The past few years have witnessed extensive research on the two most common neurodegenerative diseases, Alzheimer’s disease (AD), and Parkinson’s disease (PD). With an urgent need for new treatments, drug targets, and a better understanding of the pathophysiological mechanisms underlying these conditions, researchers have turned to animal models, especially rodents, to address these issues. However, the abundance of reported models poses a challenge when choosing the most suitable model for a specific study. In this critical review, we systematically scrutinized studies using rodent models of AD or PD over the past 5 years. A comprehensive literature search was conducted on PubMed, followed by the meticulous screening of the identified studies. Among the retrieved publications, 1,222 studies reported the use of rodent models of PD, with 1-methyl-4-phenyl-1,2,3,6-tetrahydropyridine, α-synuclein, and 6-hydroxydopamine emerging as the most frequently used models. Similarly, 2,961 studies reported the use of rodent models of AD, with APP/PS1, 5×FAD, APP-based models, and 3×Tg being the most prevalent. In this review, we summarize and highlight the main characteristics of these models.

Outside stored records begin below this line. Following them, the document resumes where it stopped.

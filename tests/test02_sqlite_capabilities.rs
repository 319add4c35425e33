#![cfg(feature = "sqlite")]

use chrono::NaiveDateTime;
use serde_json::json;
use sqlcap::prelude::*;
use tempfile::TempDir;

async fn open(dir: &TempDir) -> Result<SqliteDb, SqlCapError> {
    let path = dir.path().join("caps.db");
    let db = SqliteOptions::builder(path.to_string_lossy().into_owned())
        .max_connections(4)
        .build()
        .await?;
    db.execute_batch(
        &QueryContext::background(),
        "CREATE TABLE users (
            id INTEGER PRIMARY KEY AUTOINCREMENT,
            name TEXT NOT NULL,
            active INTEGER NOT NULL,
            score REAL,
            joined TEXT,
            meta TEXT,
            avatar BLOB
        );",
    )
    .await?;
    Ok(db)
}

// Only needs to read, so it only asks for the read capability.
async fn names<Q>(ctx: &QueryContext, db: &Q) -> Result<Vec<String>, SqlCapError>
where
    Q: Queryer + ?Sized,
{
    let mut rows = db
        .query(ctx, &QueryParams::new("SELECT name FROM users ORDER BY id"))
        .await?;
    let mut out = Vec::new();
    while rows.next() {
        out.push(rows.scan::<String>(0)?);
    }
    Ok(out)
}

#[tokio::test]
async fn insert_query_and_exec_round_trip_values() -> Result<(), SqlCapError> {
    let dir = TempDir::new().map_err(|e| SqlCapError::ConfigError(e.to_string()))?;
    let db = open(&dir).await?;
    let ctx = QueryContext::background();

    let joined = NaiveDateTime::parse_from_str("2024-03-01 08:30:00", "%Y-%m-%d %H:%M:%S")
        .expect("valid timestamp");
    let first = db
        .insert(
            &ctx,
            &QueryParams::new(
                "INSERT INTO users (name, active, score, joined, meta, avatar) \
                 VALUES (:name, :active, :score, :joined, :meta, :avatar)",
            )
            .bind("name", "alice")
            .bind("active", true)
            .bind("score", 9.5)
            .bind("joined", joined)
            .bind("meta", json!({"tier": "gold"}))
            .bind("avatar", vec![1u8, 2, 3]),
        )
        .await?;
    assert_eq!(first.rows_affected(), 1);
    assert_eq!(first.last_insert_id()?, 1);

    let second = db
        .insert(
            &ctx,
            &QueryParams::new("INSERT INTO users (name, active) VALUES (?, ?)")
                .arg("bob")
                .arg(false),
        )
        .await?;
    assert_eq!(second.last_insert_id()?, 2);

    let mut rows = db
        .query(
            &ctx,
            &QueryParams::new("SELECT * FROM users WHERE name = :name").bind("name", "alice"),
        )
        .await?;
    assert_eq!(
        rows.column_names(),
        ["id", "name", "active", "score", "joined", "meta", "avatar"]
    );
    assert!(rows.next());
    assert!(rows.scan_named::<bool>("active")?);
    assert_eq!(rows.scan_named::<f64>("score")?, 9.5);
    assert_eq!(rows.scan_named::<NaiveDateTime>("joined")?, joined);
    assert_eq!(
        rows.scan_named::<serde_json::Value>("meta")?,
        json!({"tier": "gold"})
    );
    assert_eq!(rows.scan_named::<Vec<u8>>("avatar")?, vec![1, 2, 3]);
    assert!(!rows.next());

    let updated = db
        .exec(
            &ctx,
            &QueryParams::new("UPDATE users SET active = :on WHERE active <> :on").bind("on", true),
        )
        .await?;
    assert_eq!(updated.rows_affected(), 1);

    assert_eq!(names(&ctx, &db).await?, vec!["alice", "bob"]);
    assert_eq!(
        count(&ctx, &db, &QueryParams::new("SELECT COUNT(*) FROM users WHERE active = 1")).await?,
        2
    );
    Ok(())
}

#[tokio::test]
async fn no_rows_is_an_empty_cursor() -> Result<(), SqlCapError> {
    let dir = TempDir::new().map_err(|e| SqlCapError::ConfigError(e.to_string()))?;
    let db = open(&dir).await?;
    let ctx = QueryContext::background();

    let mut rows = db
        .query(
            &ctx,
            &QueryParams::new("SELECT id, name FROM users WHERE id = :id").bind("id", 42),
        )
        .await?;
    assert_eq!(rows.column_names(), ["id", "name"]);
    assert_eq!(rows.remaining(), 0);
    assert!(!rows.next());
    assert!(rows.err().is_none());

    rows.close();
    rows.close();
    assert!(!rows.next());
    assert!(matches!(rows.err(), Some(SqlCapError::RowsClosed)));

    let none = db
        .exec(&ctx, &QueryParams::new("DELETE FROM users WHERE id = 42"))
        .await?;
    assert_eq!(none.rows_affected(), 0);

    let nulls = db
        .query(&ctx, &QueryParams::new("SELECT MAX(id) FROM users"))
        .await?;
    let mut nulls = nulls;
    assert!(nulls.next());
    assert_eq!(nulls.scan::<Option<i64>>(0)?, None);
    Ok(())
}

#[tokio::test]
async fn binding_errors_never_reach_the_backend() -> Result<(), SqlCapError> {
    let dir = TempDir::new().map_err(|e| SqlCapError::ConfigError(e.to_string()))?;
    let db = open(&dir).await?;
    let ctx = QueryContext::background();

    // the table does not exist, so any backend call would fail with a sqlite error
    let missing = db
        .query(
            &ctx,
            &QueryParams::new("SELECT * FROM nowhere WHERE id = :id AND k = :k").bind("id", 1),
        )
        .await
        .unwrap_err();
    assert!(matches!(missing, SqlCapError::MissingBinding(ref name) if name == "k"));

    let mixed = db
        .exec(
            &ctx,
            &QueryParams::new("DELETE FROM nowhere WHERE a = :a OR b = ?")
                .bind("a", 1)
                .arg(2),
        )
        .await
        .unwrap_err();
    assert!(mixed.is_binding_error());

    let backend = db
        .query(&ctx, &QueryParams::new("SELECT * FROM nowhere"))
        .await
        .unwrap_err();
    assert!(matches!(backend, SqlCapError::SqliteError(_)));
    Ok(())
}

#[tokio::test]
async fn handles_work_through_trait_objects() -> Result<(), SqlCapError> {
    let dir = TempDir::new().map_err(|e| SqlCapError::ConfigError(e.to_string()))?;
    let db = open(&dir).await?;
    let ctx = QueryContext::background();

    db.ping(&ctx).await?;

    let execer: &dyn Execer = &db;
    execer
        .exec(
            &ctx,
            &QueryParams::with_args(
                "INSERT INTO users (name, active) VALUES (?1, ?2)",
                vec![RowValues::from("carol"), RowValues::Bool(true)],
            ),
        )
        .await?;

    let queryer: &dyn Queryer = &db;
    assert_eq!(names(&ctx, queryer).await?, vec!["carol"]);

    let mut seen = Vec::new();
    query_each(
        &ctx,
        &db,
        &QueryParams::new("SELECT id, name FROM users"),
        |rows| {
            seen.push(rows.scan::<i64>(0)?);
            Ok(false)
        },
    )
    .await?;
    assert_eq!(seen, vec![1]);
    Ok(())
}

#[tokio::test]
async fn concurrent_callers_share_the_pool() -> Result<(), SqlCapError> {
    let dir = TempDir::new().map_err(|e| SqlCapError::ConfigError(e.to_string()))?;
    let db = open(&dir).await?;

    let mut handles = Vec::new();
    for i in 0..8 {
        let db = db.clone();
        handles.push(tokio::spawn(async move {
            let ctx = QueryContext::background();
            db.exec(
                &ctx,
                &QueryParams::new("INSERT INTO users (name, active) VALUES (:n, 1)")
                    .bind("n", format!("user{i}")),
            )
            .await
        }));
    }
    for handle in handles {
        handle
            .await
            .map_err(|e| SqlCapError::ExecutionError(e.to_string()))??;
    }

    let ctx = QueryContext::background();
    assert_eq!(
        count(&ctx, &db, &QueryParams::new("SELECT COUNT(*) FROM users")).await?,
        8
    );
    Ok(())
}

By providing a comprehensive overview of their features and applications, this review guides future studies in the AD and PD field, eventually aiding in the selection of the most appropriate animal model tailored to the specific research question under scrutiny.

Keywords
Alzheimer’s disease
Parkinson’s disease
Alpha-synuclein
6-hydroxydopamine
MPTP
3×Tg
5×FAD
APP/PS1
Funding
This study was funded by the Coordination for the Improvement of Higher Education Personnel (CAPES, Brazil - Finance Code 001), the São Paulo State Research Foundation (FAPESP, Brazil, contracts #2018/07366-4 and #2022/14820-9), and The National Council for Scientific and Technological Development (CNPq, Brazil). Ana Flávia F. Ferreira received a PhD fellowship from FAPESP under Grant Agreements #2020/02109-3 and #2022/14846- 8. Livia M. Lemuchi, Maria E. Bianchetti, and Nicole M. Kamidai received a scientific initiation undergraduate fellowship from FAPESP under Grant Agreements #2023/05573-0, #2023/05618-4, and #2023/02355-2.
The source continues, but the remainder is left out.